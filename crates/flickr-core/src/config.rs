//! ============================================================================
//! Client Configuration
//! ============================================================================
//! Endpoint URLs and per-call limits. Passed explicitly into every client so
//! nothing in the core reads process-wide state.
//! ============================================================================

use std::time::Duration;

/// Per-call timeout applied to every HTTP request
pub const DEFAULT_TIMEOUT_SECS: u64 = 30;

const REST_URL: &str = "https://api.flickr.com/services/rest/";
const REQUEST_TOKEN_URL: &str = "https://www.flickr.com/services/oauth/request_token";
const AUTHORIZE_URL: &str = "https://www.flickr.com/services/oauth/authorize";
const ACCESS_TOKEN_URL: &str = "https://www.flickr.com/services/oauth/access_token";

/// Remote endpoints used by the core
#[derive(Debug, Clone, PartialEq, Eq)]
pub struct ApiEndpoints {
    /// REST method endpoint (`?method=flickr.*`)
    pub rest: String,
    pub request_token: String,
    pub authorize: String,
    pub access_token: String,
}

impl Default for ApiEndpoints {
    fn default() -> Self {
        Self {
            rest: REST_URL.to_string(),
            request_token: REQUEST_TOKEN_URL.to_string(),
            authorize: AUTHORIZE_URL.to_string(),
            access_token: ACCESS_TOKEN_URL.to_string(),
        }
    }
}

/// Configuration shared by the OAuth and REST clients
#[derive(Debug, Clone)]
pub struct ClientConfig {
    pub endpoints: ApiEndpoints,
    pub timeout: Duration,
}

impl Default for ClientConfig {
    fn default() -> Self {
        Self {
            endpoints: ApiEndpoints::default(),
            timeout: Duration::from_secs(DEFAULT_TIMEOUT_SECS),
        }
    }
}

impl ClientConfig {
    /// Override the per-call timeout
    pub fn with_timeout(mut self, timeout: Duration) -> Self {
        self.timeout = timeout;
        self
    }
}
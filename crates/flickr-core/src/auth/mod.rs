//! ============================================================================
//! Auth Module - OAuth 1.0a signing and the three-legged flow
//! ============================================================================
//! - signature: HMAC-SHA1 request signing shared by every signed call
//! - FlickrOAuth: request token -> authorize URL -> access token
//! ============================================================================

mod flickr_oauth;
pub mod signature;

pub use flickr_oauth::{AuthState, FlickrOAuth, RequestTokenSession};
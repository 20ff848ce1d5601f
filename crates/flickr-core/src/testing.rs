//! In-memory transport for unit tests: replays queued responses in order and
//! records every request it was handed.

use std::collections::VecDeque;
use std::sync::Mutex;

use async_trait::async_trait;

use crate::transport::{HttpRequest, HttpResponse, HttpTransport};
use crate::types::FlickrError;

#[derive(Default)]
pub struct ScriptedTransport {
    responses: Mutex<VecDeque<Result<HttpResponse, FlickrError>>>,
    requests: Mutex<Vec<HttpRequest>>,
}

impl ScriptedTransport {
    pub fn new() -> Self {
        Self::default()
    }

    pub fn push(&self, status: u16, body: impl Into<String>) {
        self.responses.lock().unwrap().push_back(Ok(HttpResponse {
            status,
            body: body.into(),
        }));
    }

    pub fn push_ok(&self, body: impl Into<String>) {
        self.push(200, body);
    }

    pub fn push_err(&self, err: FlickrError) {
        self.responses.lock().unwrap().push_back(Err(err));
    }

    pub fn requests(&self) -> Vec<HttpRequest> {
        self.requests.lock().unwrap().clone()
    }
}

#[async_trait]
impl HttpTransport for ScriptedTransport {
    async fn get(&self, request: HttpRequest) -> Result<HttpResponse, FlickrError> {
        self.requests.lock().unwrap().push(request);
        self.responses
            .lock()
            .unwrap()
            .pop_front()
            .unwrap_or_else(|| Err(FlickrError::transport("scripted transport", "no response queued")))
    }
}
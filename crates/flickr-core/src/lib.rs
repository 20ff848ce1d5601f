//! ============================================================================
//! FLICKR-CORE: photostream to RSS
//! ============================================================================
//! This crate handles everything between credentials and feed bytes:
//! - OAuth 1.0a HMAC-SHA1 signing and the three-legged token exchange
//! - Flickr REST reads, paginated to an exact photo count
//! - RSS 2.0 feed building and serialization
//!
//! ```text
//! FlickrOAuth ──► Credentials ──► PhotoSource ──► [PhotoRecord] ──► feed::build ──► feed::serialize
//! ```
//! ============================================================================

pub mod auth;
pub mod config;
pub mod feed;
pub mod photos;
pub mod resolve;
pub mod transport;
pub mod types;

#[cfg(test)]
mod testing;

// Re-export main types for convenience
pub use types::*;
pub use auth::{AuthState, FlickrOAuth, RequestTokenSession};
pub use config::{ApiEndpoints, ClientConfig};
pub use feed::{FeedDocument, FeedItem};
pub use photos::PhotoSource;
pub use resolve::{resolve_user, ResolvedUser, UserRef};
pub use transport::{HttpRequest, HttpResponse, HttpTransport, ReqwestTransport};
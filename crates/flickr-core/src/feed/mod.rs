//! ============================================================================
//! Feed Builder - Photo records to RSS 2.0
//! ============================================================================
//! `build` maps photos onto feed items (pure, no network); `xml` writes the
//! document out with escaping and a CDATA-wrapped item description.
//! ============================================================================

mod xml;

pub use xml::{escape_html, serialize, to_xml_string};

use chrono::{DateTime, NaiveDateTime, Utc};
use serde::{Deserialize, Serialize};

use crate::types::PhotoRecord;

/// Layout of `datetaken` values
const DATE_TAKEN_FORMAT: &str = "%Y-%m-%d %H:%M:%S";

/// RFC 1123 with a numeric zone
const RFC1123Z: &str = "%a, %d %b %Y %H:%M:%S %z";

pub const ENCLOSURE_MIME_TYPE: &str = "image/jpeg";

/// Subject used for the friends & family feed
pub const CONTACTS_FEED_SUBJECT: &str = "Friends & Family";

#[derive(Debug, Clone, PartialEq, Eq, Serialize, Deserialize)]
pub struct FeedDocument {
    pub title: String,
    pub link: String,
    pub description: String,
    pub items: Vec<FeedItem>,
}

#[derive(Debug, Clone, PartialEq, Eq, Serialize, Deserialize)]
pub struct FeedItem {
    pub title: String,
    pub link: String,
    /// Already-escaped HTML; written inside CDATA
    pub description_html: String,
    pub pub_date: String,
    pub guid: String,
    pub enclosure: Option<Enclosure>,
}

#[derive(Debug, Clone, PartialEq, Eq, Serialize, Deserialize)]
pub struct Enclosure {
    pub url: String,
    pub mime_type: String,
    /// Always "0": the image size is never fetched
    pub length: String,
}

impl PhotoRecord {
    /// Best image URL: large, then medium, then one built from farm/server/secret
    pub fn image_url(&self) -> Option<String> {
        if let Some(url) = &self.large_image_url {
            return Some(url.clone());
        }
        if let Some(url) = &self.display_image_url {
            return Some(url.clone());
        }

        let fallback = &self.fallback;
        if self.id.is_empty() || fallback.server.is_empty() || fallback.secret.is_empty() {
            return None;
        }
        Some(format!(
            "https://farm{}.staticflickr.com/{}/{}_{}_m.jpg",
            fallback.farm, fallback.server, self.id, fallback.secret
        ))
    }
}

/// Build a feed about `subject` (a display name, or "Friends & Family")
pub fn build(records: &[PhotoRecord], subject: &str) -> FeedDocument {
    FeedDocument {
        title: format!("Flickr Photos from {}", subject),
        link: format!("https://www.flickr.com/people/{}/", subject),
        description: format!("Latest photos from Flickr user {}", subject),
        items: records.iter().map(|r| build_item(r, subject)).collect(),
    }
}

fn build_item(record: &PhotoRecord, subject: &str) -> FeedItem {
    // Aggregate feeds keep per-photo attribution
    let owner = record.owner_id.as_deref().unwrap_or(subject);
    let image_url = record.image_url();

    FeedItem {
        title: record.title.clone(),
        link: format!("https://www.flickr.com/photos/{}/{}/", owner, record.id),
        description_html: item_description(record, image_url.as_deref()),
        pub_date: format_pub_date(&record.date_taken_raw),
        guid: record.id.clone(),
        enclosure: image_url.map(|url| Enclosure {
            url,
            mime_type: ENCLOSURE_MIME_TYPE.to_string(),
            length: "0".to_string(),
        }),
    }
}

fn item_description(record: &PhotoRecord, image_url: Option<&str>) -> String {
    let mut html = String::new();

    if let Some(url) = image_url {
        html.push_str(&format!(
            r#"<img src="{}" alt="{}" />"#,
            escape_html(url),
            escape_html(&record.title)
        ));
    }

    if !record.description_text.is_empty() {
        if !html.is_empty() {
            html.push_str("<br/><br/>");
        }
        html.push_str(&escape_html(&record.description_text));
    }

    html
}

/// Parse a `datetaken` value into an RSS date, falling back to now when the
/// value is empty or unparseable
pub fn format_pub_date(date_taken: &str) -> String {
    parse_date_taken(date_taken)
        .unwrap_or_else(Utc::now)
        .format(RFC1123Z)
        .to_string()
}

/// `datetaken` carries no zone; it is read as UTC
fn parse_date_taken(date_taken: &str) -> Option<DateTime<Utc>> {
    let trimmed = date_taken.trim();
    if trimmed.is_empty() {
        return None;
    }
    NaiveDateTime::parse_from_str(trimmed, DATE_TAKEN_FORMAT)
        .ok()
        .map(|naive| naive.and_utc())
}

/// Current time in the feed's date format
pub(crate) fn now_rfc1123() -> String {
    Utc::now().format(RFC1123Z).to_string()
}

#[cfg(test)]
mod tests {
    use super::*;
    use crate::types::ImageFallback;

    fn photo(id: &str) -> PhotoRecord {
        PhotoRecord {
            id: id.to_string(),
            title: format!("Photo {}", id),
            description_text: String::new(),
            date_taken_raw: "2023-07-15 12:34:56".to_string(),
            owner_id: None,
            display_image_url: None,
            large_image_url: None,
            fallback: ImageFallback {
                farm: 66,
                server: "65535".to_string(),
                secret: "abc123".to_string(),
            },
        }
    }

    #[test]
    fn test_format_pub_date() {
        assert_eq!(
            format_pub_date("2023-07-15 12:34:56"),
            "Sat, 15 Jul 2023 12:34:56 +0000"
        );
    }

    #[test]
    fn test_format_pub_date_falls_back_to_now() {
        for input in ["", "   ", "not a date", "2023-13-45 99:00:00", "2023-07-15"] {
            let formatted = format_pub_date(input);
            let parsed = DateTime::parse_from_rfc2822(&formatted).unwrap();
            let age = Utc::now().signed_duration_since(parsed.with_timezone(&Utc));
            assert!(age.num_seconds().abs() < 60, "input {:?} gave {}", input, formatted);
        }
    }

    #[test]
    fn test_image_url_preference() {
        let mut record = photo("1");
        assert_eq!(
            record.image_url().as_deref(),
            Some("https://farm66.staticflickr.com/65535/1_abc123_m.jpg")
        );

        record.display_image_url = Some("https://live.staticflickr.com/m.jpg".to_string());
        assert_eq!(record.image_url().as_deref(), Some("https://live.staticflickr.com/m.jpg"));

        record.large_image_url = Some("https://live.staticflickr.com/l.jpg".to_string());
        assert_eq!(record.image_url().as_deref(), Some("https://live.staticflickr.com/l.jpg"));

        let bare = PhotoRecord {
            id: "2".to_string(),
            ..Default::default()
        };
        assert_eq!(bare.image_url(), None);
    }

    #[test]
    fn test_build_feed_templates() {
        let feed = build(&[photo("1"), photo("2")], "jane");
        assert_eq!(feed.title, "Flickr Photos from jane");
        assert_eq!(feed.link, "https://www.flickr.com/people/jane/");
        assert_eq!(feed.description, "Latest photos from Flickr user jane");
        assert_eq!(feed.items.len(), 2);
        assert_eq!(feed.items[0].guid, "1");
        assert_eq!(feed.items[1].guid, "2");
        assert_eq!(feed.items[0].link, "https://www.flickr.com/photos/jane/1/");
    }

    #[test]
    fn test_item_link_prefers_owner() {
        let mut record = photo("7");
        record.owner_id = Some("99@N01".to_string());

        let feed = build(&[record], "Friends & Family");
        assert_eq!(feed.items[0].link, "https://www.flickr.com/photos/99@N01/7/");
    }

    #[test]
    fn test_item_description_escapes() {
        let mut record = photo("3");
        record.title = "Fish & \"Chips\"".to_string();
        record.description_text = "<b>bold</b> & more".to_string();
        record.large_image_url = Some("https://live.staticflickr.com/l.jpg?a=1&b=2".to_string());

        let item = &build(&[record], "jane").items[0];
        assert_eq!(
            item.description_html,
            "<img src=\"https://live.staticflickr.com/l.jpg?a=1&amp;b=2\" alt=\"Fish &amp; &quot;Chips&quot;\" />\
             <br/><br/>&lt;b&gt;bold&lt;/b&gt; &amp; more"
        );
    }

    #[test]
    fn test_enclosure() {
        let item = &build(&[photo("4")], "jane").items[0];
        let enclosure = item.enclosure.as_ref().unwrap();
        assert_eq!(enclosure.url, "https://farm66.staticflickr.com/65535/4_abc123_m.jpg");
        assert_eq!(enclosure.mime_type, "image/jpeg");
        assert_eq!(enclosure.length, "0");

        let bare = PhotoRecord {
            id: "5".to_string(),
            ..Default::default()
        };
        let item = &build(&[bare], "jane").items[0];
        assert!(item.enclosure.is_none());
        assert_eq!(item.description_html, "");
    }
}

_ _ _ _

TASK DIRECTIONS
Using the data above, transcribe the lines that run from the line with "pub mod types;" to the line with "pub use photos::PhotoSource;", both ends kept, and output nothing else.

TASK OUTPUT
pub mod types;

#[cfg(test)]
mod testing;

// Re-export main types for convenience
pub use types::*;
pub use auth::{AuthState, FlickrOAuth, RequestTokenSession};
pub use config::{ApiEndpoints, ClientConfig};
pub use feed::{FeedDocument, FeedItem};
pub use photos::PhotoSource;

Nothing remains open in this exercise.